The land to the north sloped down slightly. In the middle distance was the bed of a stream, probably dry in this weather. Bushy cottonwoods fringed both banks, and deeper in the gully grew alders. The trees pulled water from the currents flowing under the ground.
“There’s a deer in the gully,” Cashel said. “Three of them, I think. See, Protas? Under the cottonwood that still has some of its leaves?”
He didn’t point; shepherds mostly didn’t. If you pointed at a ewe, she was likely to run off in a blind panic. That hurt the meat and made her give less milk both, and that was if she didn’t manage to tumble down a ravine and break her fool neck.
“Stand very still!” Antesiodorus ordered.
Cashel froze. “What—” said Protas, turning to Cashel in worried surprise. Cashel didn’t move or even scowl, but the boy took the hint from his perfectly blank expression.
“I never wanted to be a wizard,” Antesiodorus said softly, his face turned toward the watercourse. “I’m a scholar. I found things, that’s all. Found them in space and even in time, but only to study them.”
The three deer-headed humans stepped up from the gully to stand beside the big cottonwood. Two were men and one a woman. Like reindeer, she as well as the males had antlers. They were browsing the alders, plucking leaves off with their narrow muzzles.
“There were twelve of us in our sodality,” Antesiodorus continued. “Our brotherhood, I suppose I should say if I want you to understand.‘
“I know what a sodality is,” Protas protested in an injured tone.
Cashel frowned. He hadn’t known, but could generally figure out what people meant from the way they said it. Anyhow, when their guide was telling them things they might need to know, they shouldn’t interrupt.
The trio of deer-men stopped eating and stared intently in the direction of Cashel and his companions. After a moment they vanished into the gully so
suddenly that there didn’t seem to have been movement: they were on the bank and then they were gone.
Antesiodorus breathed out. “All right,” he said, “we can go on now.”
“Were they dangerous, sir?” Cashel asked, falling in behind Protas as he had in the past.
“No,” said Antesiodorus. “But when something’s hunting them, they’re in the habit of leading the hunter across the trail of prey that can’t run as fast as they do. And then running away.”
“What a cowardly act!” said Protas.
“What do you know about it, boy?” Antesiodorus snarled. “Do you know what it’s like to be hunted? Really hunted!”
“I’ve been hunted, Master Antesiodorus,” Cashel said. He didn’t raise his voice or let any emotion into it, but his tone made it clear that he was stepping in front of the boy now. Protas had put a foot wrong, which was a pity, but it wasn’t a thing he’d meant to do.

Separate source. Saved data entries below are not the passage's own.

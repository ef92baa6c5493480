//! Control protocol scenarios driven through the dispatcher.

mod common;

use serde_json::{json, Value};

use common::{test_gateway, TestGateway, ECHO_PACKAGE, OFFER_SDP};
use janus_gateway_core::RequestScope;

async fn post(t: &TestGateway, scope: RequestScope, body: Value) -> Value {
    let reply = t.dispatcher.handle_post(scope, &body.to_string()).await;
    serde_json::from_str(&reply).expect("replies are valid JSON")
}

async fn post_raw(t: &TestGateway, scope: RequestScope, body: &str) -> Value {
    let reply = t.dispatcher.handle_post(scope, body).await;
    serde_json::from_str(&reply).expect("replies are valid JSON")
}

async fn create_session(t: &TestGateway) -> u64 {
    let reply = post(
        t,
        RequestScope::Root,
        json!({ "janus": "create", "transaction": "t-create" }),
    )
    .await;
    assert_eq!(reply["janus"], "success");
    reply["data"]["id"].as_u64().expect("session id")
}

async fn attach_echo(t: &TestGateway, session: u64) -> u64 {
    let reply = post(
        t,
        RequestScope::Session(session),
        json!({ "janus": "attach", "transaction": "t-attach", "plugin": ECHO_PACKAGE }),
    )
    .await;
    assert_eq!(reply["janus"], "success", "attach failed: {reply}");
    reply["data"]["id"].as_u64().expect("handle id")
}

async fn next_event(t: &TestGateway, session: u64) -> Value {
    let reply = t.dispatcher.long_poll(session).await;
    serde_json::from_str(&reply).expect("events are valid JSON")
}

#[tokio::test]
async fn create_and_destroy_round_trip() {
    let t = test_gateway().await;
    let session = create_session(&t).await;

    let reply = post(
        &t,
        RequestScope::Session(session),
        json!({ "janus": "destroy", "transaction": "t2" }),
    )
    .await;
    assert_eq!(reply["janus"], "success");
    assert_eq!(reply["transaction"], "t2");

    // A long poll on the destroyed session reports it gone.
    let reply = next_event(&t, session).await;
    assert_eq!(reply["janus"], "error");
    assert_eq!(reply["error"]["code"], 458);
}

#[tokio::test]
async fn attach_to_an_unknown_plugin_fails() {
    let t = test_gateway().await;
    let session = create_session(&t).await;
    let reply = post(
        &t,
        RequestScope::Session(session),
        json!({ "janus": "attach", "transaction": "t", "plugin": "nope" }),
    )
    .await;
    assert_eq!(reply["janus"], "error");
    assert_eq!(reply["error"]["code"], 460);
    assert_eq!(reply["error"]["reason"], "No such plugin 'nope'");
}

#[tokio::test]
async fn malformed_json_reports_position() {
    let t = test_gateway().await;
    let reply = post_raw(&t, RequestScope::Root, "{\"janus\": \"create\",").await;
    assert_eq!(reply["janus"], "error");
    assert_eq!(reply["error"]["code"], 454);
    let reason = reply["error"]["reason"].as_str().unwrap();
    assert!(reason.starts_with("JSON error: on line"), "reason: {reason}");
}

#[tokio::test]
async fn non_object_payloads_are_rejected() {
    let t = test_gateway().await;
    let reply = post_raw(&t, RequestScope::Root, "[1, 2, 3]").await;
    assert_eq!(reply["error"]["code"], 455);
    assert_eq!(reply["error"]["reason"], "JSON error: not an object");
}

#[tokio::test]
async fn missing_mandatory_elements_are_flagged() {
    let t = test_gateway().await;

    let reply = post(&t, RequestScope::Root, json!({ "janus": "create" })).await;
    assert_eq!(reply["error"]["code"], 456);
    assert!(reply.get("transaction").is_none());

    let reply = post(&t, RequestScope::Root, json!({ "transaction": "t9" })).await;
    assert_eq!(reply["error"]["code"], 456);
    assert_eq!(reply["transaction"], "t9");
}

#[tokio::test]
async fn empty_body_is_a_missing_request() {
    let t = test_gateway().await;
    let reply = post_raw(&t, RequestScope::Root, "").await;
    assert_eq!(reply["error"]["code"], 452);
}

#[tokio::test]
async fn commands_at_the_wrong_scope_are_rejected() {
    let t = test_gateway().await;
    let session = create_session(&t).await;
    let handle = attach_echo(&t, session).await;

    // message is handle-scoped.
    let reply = post(
        &t,
        RequestScope::Session(session),
        json!({ "janus": "message", "transaction": "t", "body": {} }),
    )
    .await;
    assert_eq!(reply["error"]["code"], 457);

    // destroy is session-scoped.
    let reply = post(
        &t,
        RequestScope::Handle { session, handle },
        json!({ "janus": "destroy", "transaction": "t" }),
    )
    .await;
    assert_eq!(reply["error"]["code"], 457);

    // attach at the root is not even a known path command.
    let reply = post(
        &t,
        RequestScope::Root,
        json!({ "janus": "attach", "transaction": "t", "plugin": ECHO_PACKAGE }),
    )
    .await;
    assert_eq!(reply["error"]["code"], 457);

    // A command nobody knows.
    let reply = post(
        &t,
        RequestScope::Session(session),
        json!({ "janus": "frobnicate", "transaction": "t" }),
    )
    .await;
    assert_eq!(reply["error"]["code"], 453);
}

#[tokio::test]
async fn unknown_sessions_and_handles_are_distinct_errors() {
    let t = test_gateway().await;
    let reply = post(
        &t,
        RequestScope::Session(404_404),
        json!({ "janus": "destroy", "transaction": "t" }),
    )
    .await;
    assert_eq!(reply["error"]["code"], 458);

    let session = create_session(&t).await;
    let reply = post(
        &t,
        RequestScope::Handle { session, handle: 1 },
        json!({ "janus": "detach", "transaction": "t" }),
    )
    .await;
    assert_eq!(reply["error"]["code"], 459);
}

#[tokio::test]
async fn message_body_validation() {
    let t = test_gateway().await;
    let session = create_session(&t).await;
    let handle = attach_echo(&t, session).await;
    let scope = RequestScope::Handle { session, handle };

    let reply = post(&t, scope, json!({ "janus": "message", "transaction": "t" })).await;
    assert_eq!(reply["error"]["code"], 456);

    let reply = post(
        &t,
        scope,
        json!({ "janus": "message", "transaction": "t", "body": "not an object" }),
    )
    .await;
    assert_eq!(reply["error"]["code"], 455);
    assert_eq!(reply["error"]["reason"], "Invalid body object");
}

#[tokio::test]
async fn jsep_validation() {
    let t = test_gateway().await;
    let session = create_session(&t).await;
    let handle = attach_echo(&t, session).await;
    let scope = RequestScope::Handle { session, handle };

    let reply = post(
        &t,
        scope,
        json!({
            "janus": "message", "transaction": "t", "body": {},
            "jsep": { "type": "pranswer", "sdp": OFFER_SDP },
        }),
    )
    .await;
    assert_eq!(reply["error"]["code"], 464);

    let reply = post(
        &t,
        scope,
        json!({
            "janus": "message", "transaction": "t", "body": {},
            "jsep": { "type": "offer" },
        }),
    )
    .await;
    assert_eq!(reply["error"]["code"], 456);

    let reply = post(
        &t,
        scope,
        json!({
            "janus": "message", "transaction": "t", "body": {},
            "jsep": { "type": "offer", "sdp": "garbage" },
        }),
    )
    .await;
    assert_eq!(reply["error"]["code"], 465);
}

#[tokio::test]
async fn message_acks_then_delivers_the_event_asynchronously() {
    let t = test_gateway().await;
    let session = create_session(&t).await;
    let handle = attach_echo(&t, session).await;

    let reply = post(
        &t,
        RequestScope::Handle { session, handle },
        json!({ "janus": "message", "transaction": "t-msg", "body": { "foo": "bar" } }),
    )
    .await;
    assert_eq!(reply["janus"], "ack");
    assert_eq!(reply["transaction"], "t-msg");

    let event = next_event(&t, session).await;
    assert_eq!(event["janus"], "event");
    assert_eq!(event["sender"].as_u64(), Some(handle));
    assert_eq!(event["transaction"], "t-msg");
    assert_eq!(event["plugindata"]["plugin"], ECHO_PACKAGE);
    assert_eq!(event["plugindata"]["data"]["result"]["foo"], "bar");
}

#[tokio::test]
async fn events_are_delivered_in_enqueue_order() {
    let t = test_gateway().await;
    let session = create_session(&t).await;
    let handle = attach_echo(&t, session).await;
    for i in 0u64..5 {
        let reply = post(
            &t,
            RequestScope::Handle { session, handle },
            json!({ "janus": "message", "transaction": format!("t{i}"), "body": { "seq": i } }),
        )
        .await;
        assert_eq!(reply["janus"], "ack");
    }
    for i in 0u64..5 {
        let event = next_event(&t, session).await;
        assert_eq!(event["plugindata"]["data"]["result"]["seq"].as_u64(), Some(i));
    }
}

#[tokio::test]
async fn an_offer_sets_up_ice_exactly_once_before_the_reply() {
    let t = test_gateway().await;
    let session = create_session(&t).await;
    let handle = attach_echo(&t, session).await;

    let reply = post(
        &t,
        RequestScope::Handle { session, handle },
        json!({
            "janus": "message", "transaction": "t-offer", "body": {},
            "jsep": { "type": "offer", "sdp": OFFER_SDP },
        }),
    )
    .await;
    assert_eq!(reply["janus"], "ack");

    let event = next_event(&t, session).await;
    assert_eq!(event["jsep"]["type"], "answer");
    let sdp = event["jsep"]["sdp"].as_str().unwrap();
    // Merged with our credentials, stripped of the browser's.
    assert!(sdp.contains("a=ice-ufrag:"));
    assert!(sdp.contains("a=fingerprint:sha-256"));
    assert!(!sdp.contains("browsersecret"));

    let link = t.ice.links.get(&handle).expect("link was created").clone();
    assert_eq!(link.setup_calls(), 1);
    // The browser's description reached the transport and the answer
    // direction installed remote candidates for both components.
    assert!(link.remote_description().is_some());
    assert_eq!(link.installed_remote_candidates().len(), 4);
}

#[tokio::test]
async fn idle_long_poll_times_out_with_a_keepalive() {
    let t = test_gateway().await;
    let session = create_session(&t).await;
    let reply = next_event(&t, session).await;
    assert_eq!(reply, json!({ "janus": "keepalive" }));
}

#[tokio::test]
async fn detach_removes_the_handle() {
    let t = test_gateway().await;
    let session = create_session(&t).await;
    let handle = attach_echo(&t, session).await;

    let reply = post(
        &t,
        RequestScope::Handle { session, handle },
        json!({ "janus": "detach", "transaction": "t" }),
    )
    .await;
    assert_eq!(reply["janus"], "success");

    let reply = post(
        &t,
        RequestScope::Handle { session, handle },
        json!({ "janus": "message", "transaction": "t", "body": {} }),
    )
    .await;
    assert_eq!(reply["error"]["code"], 459);
}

Their guide looked over his shoulder; his lean face was anguished. “Yes,” he said, “I suppose you have. But you always knew you could fight, didn’t you, Master Cashel?”
“Yes sir,” said Cashel. “But I haven’t known that I’d win every time. I just knew I’d rather die than live knowing that I’d handed my bad luck off to somebody else.”
Antesiodorus faced front and shifted a little to the left of the line he’d been following; a faint buzzing and a glitter of wings in the air showed that they’d been about to walk over a yellow-jacket hole. He said, “Yes, that’s the problem, isn’t it? Being able to live with the person you find behind your eyes when you wake up in the darkness. But you haven’t had that problem, have you?”
“No sir,” Cashel said quietly.
There was a herd of big animals to the northeast, grazing in close company. There were more than Cashel could count on both hands. They acted like cows, but they were bigger and they had dark wool over their forequarters and horned heads. One of them watched the humans for a moment, then went back to its food.